Y él la soltó, la miró con rabia y golpeó su abdomen con el puño, donde más duele, donde uno se queda sin respiración y el golpe no deja marca. Ella arqueó su cuerpo, soltando un soplo de aire ahogado, casi imperceptible. Saltaron lágrimas de sus ojos mientras el general asía su cuerpo entre largos y fuertes brazos. Fortuna la apoyó con rudeza en la pared, la agarró por el cuello y la besó, temblando de ansiedad. Ella se sentía mareada, le costaba respirar, inmovilizada por el miedo y el dolor. Antoni, casi enloquecido, le arrancó la capa y rasgó las vestiduras hasta presenciar su desnudez. Luego, fascinado y furioso, cubrió con sus manos los firmes pechos de ella y pellizcó sus pezones con fuerza. Lorette apenas podía gritar, intentaba sin éxito zafarse. Cuando Fortuna se cansó de sobar y besar sus pechos, arremetió contra su sexo, paseando mano y dedos con brusquedad, hurgando tanto como podía. Lorette empezó a llorar, desesperada, recuperando algo de consciencia, apartándole como podía, mientras seguía penetrando una y otra vez con unos dedos impunes por el interior de la muchacha.
Y alguien apareció detrás del general, una silueta encapuchada que se acercó con gran rapidez a la escena. El desconocido, sin decir palabra alguna, blandió un enorme bastón de madera y golpeó con él la cabeza de Fortuna, que cayó sobre el suelo de forma lenta y pesada, con una sonrisa idiota grabada en la cara. Luego, el recién llegado agarró del suelo lo que quedaba de la capa y la dispuso deli cadamente sobre la temblorosa joven. Ella no pudo ver su rostro, oculto en la negrura del callejón, aunque vio el atisbo de una perilla y un cabello corto y liso sobre su frente.

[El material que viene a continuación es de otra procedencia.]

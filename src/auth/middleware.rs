//! Authentication middleware that validates cookies, extends sessions, and handles redirects.

use axum::{
    extract::{FromRef, FromRequestParts, Request, State},
    http::{StatusCode, header::SET_COOKIE},
    middleware::Next,
    response::{IntoResponse, Redirect, Response},
};
use axum_extra::extract::{PrivateCookieJar, cookie::Key};
use axum_htmx::HxRedirect;

use crate::{
    AppState,
    auth::{
        Session,
        cookie::{DEFAULT_COOKIE_DURATION, extend_auth_cookie_duration_if_needed, get_token_from_cookies},
        redirect::{build_log_in_redirect_url, build_log_in_redirect_url_from_target},
    },
    endpoints,
    timezone::get_local_offset,
};

/// The state needed for the auth middleware
#[derive(Clone)]
pub struct AuthState {
    /// The key to be used for signing and encrypting private cookies.
    pub cookie_key: Key,
    /// The local timezone as a canonical timezone name, e.g. "Pacific/Auckland".
    pub local_timezone: String,
}

impl FromRef<AppState> for AuthState {
    fn from_ref(state: &AppState) -> Self {
        Self {
            cookie_key: state.cookie_key.clone(),
            local_timezone: state.local_timezone.clone(),
        }
    }
}

impl FromRef<AuthState> for Key {
    fn from_ref(state: &AuthState) -> Self {
        state.cookie_key.clone()
    }
}

async fn auth_guard_internal(
    state: AuthState,
    request: Request,
    next: Next,
    get_redirect: impl Fn(&str) -> Response,
) -> Response {
    let log_in_redirect_url = build_log_in_redirect_url(&request).unwrap_or_else(|| {
        if request.uri().path().starts_with("/api") {
            tracing::warn!(
                "Missing or invalid HTMX headers for /api request. Falling back to dashboard."
            );
        } else {
            tracing::warn!("Invalid redirect URL from request URI. Falling back to dashboard.");
        }

        build_log_in_redirect_url_from_target(endpoints::DASHBOARD_VIEW)
            .unwrap_or_else(|| endpoints::LOG_IN_VIEW.to_owned())
    });
    let Some(local_offset) = get_local_offset(&state.local_timezone) else {
        tracing::error!(
            "Could not get local offset for timezone {}. Redirecting to log in page.",
            state.local_timezone
        );
        return get_redirect(&log_in_redirect_url);
    };

    let (mut parts, body) = request.into_parts();
    let jar = match PrivateCookieJar::from_request_parts(&mut parts, &state).await {
        Ok(jar) => jar,
        Err(error) => {
            tracing::error!("Error getting cookie jar: {error:?}. Redirecting to log in page.");
            return get_redirect(&log_in_redirect_url);
        }
    };
    let user_id = match get_token_from_cookies(&jar) {
        Ok(token) => token.user_id,
        Err(error) => {
            tracing::debug!("Rejected auth cookie: {error}");
            return get_redirect(&log_in_redirect_url);
        }
    };

    parts.extensions.insert(Session { user_id });
    let request = Request::from_parts(parts, body);
    let response = next.run(request).await;

    let (mut parts, body) = response.into_parts();
    let jar = match extend_auth_cookie_duration_if_needed(
        jar.clone(),
        DEFAULT_COOKIE_DURATION,
        local_offset,
    ) {
        Ok(updated_jar) => updated_jar,
        Err(error) => {
            tracing::error!("Error extending cookie duration: {error}. Rolling back cookie jar.");
            jar
        }
    };

    // Handlers that set their own auth cookie (e.g. log out) take precedence.
    if !parts.headers.contains_key(SET_COOKIE) {
        for (key, value) in jar.into_response().headers().iter() {
            if key == SET_COOKIE {
                parts.headers.append(key, value.to_owned());
            }
        }
    }

    Response::from_parts(parts, body)
}

/// Checks for a valid auth cookie and redirects to the log-in page when there is none.
///
/// On success a [Session] is inserted into the request extensions and the
/// cookie's expiry is pushed back.
pub async fn auth_guard(State(state): State<AuthState>, request: Request, next: Next) -> Response {
    auth_guard_internal(state, request, next, |redirect_url| {
        Redirect::to(redirect_url).into_response()
    })
    .await
}

/// The same as [auth_guard], but redirects with a `HX-Redirect` header for htmx requests.
pub async fn auth_guard_hx(
    State(state): State<AuthState>,
    request: Request,
    next: Next,
) -> Response {
    auth_guard_internal(state, request, next, |redirect_url| {
        (HxRedirect(redirect_url.to_owned()), StatusCode::OK).into_response()
    })
    .await
}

-Cubríos, volved con vuestro padre, Lorette. Y sobre todo, manteneos alejada del general Fortuna.
No lo conocía, pero él, al parecer, sí. Su voz le resultó cálida y agradable. Ella asintió, se vistió con los restos de sus ropas y miró con disimulo al hombre que tenía ante sí. Vestía ropas negras y le pareció que sus ojos, también negros, tremendamente astutos, estaban rodeados de cenizas. El se despidió con lo que pareció una débil sonrisa, ella dijo con la mirada un gracias que no consiguió musitar con la voz. Finalmente, Lorette se marchó por donde había venido, asustada de la noche, de Fortuna, de todo aquello que no controlaba... y eso era, al parecer, mucho. Le dolían las ingles, los pechos, el sexo y el cuello. Se sentía mancillada, violada. Tenía ganas de liberarse y llorar sin control. Pero eso sería tan solo al tumbarse en la cama, cuando llegara a casa, cuando dejara de temblar y de temer, cuando dejara de... correr.
111
Terminó de correr. Llegó cansada, arrastrando su ropa rota y con el cuerpo frío por el helado aire que peinaba su parcial desnudez. Se dispuso a abrir la puerta, pero sus ojos enrojecidos se centraron en lo imprevisto. Una flecha se había clavado en la puerta de madera que custodiaba la entrada y de ella pendía un sucio papel enrollado en una cinta roja. Arrancó la flecha con rapidez y descolgó de ella el misterioso mensaje. Lo abrió, mientras la capa rota que vestía resbalaba de sus hombros. Sintió, extrañamente agradecida, cómo una brisa fresca besaba ahora todo su cuerpo en la oscuridad, como una caricia de placer que sanaba su alma violada.
Y leyó. Sólo el principio, y sólo el final... «Mi amado enemigo Don Juan de Castilla», empezaba la carta, «capitán Lorencio Martín», cerraba la misma. No serían buenas noticias. Hoy no había buenas noticias. Entró en casa descalza, dejó la carta sobre la mesa de su padre y se tumbó desnuda en la cama. Sin fuerzas para vestirse... ni para llorar.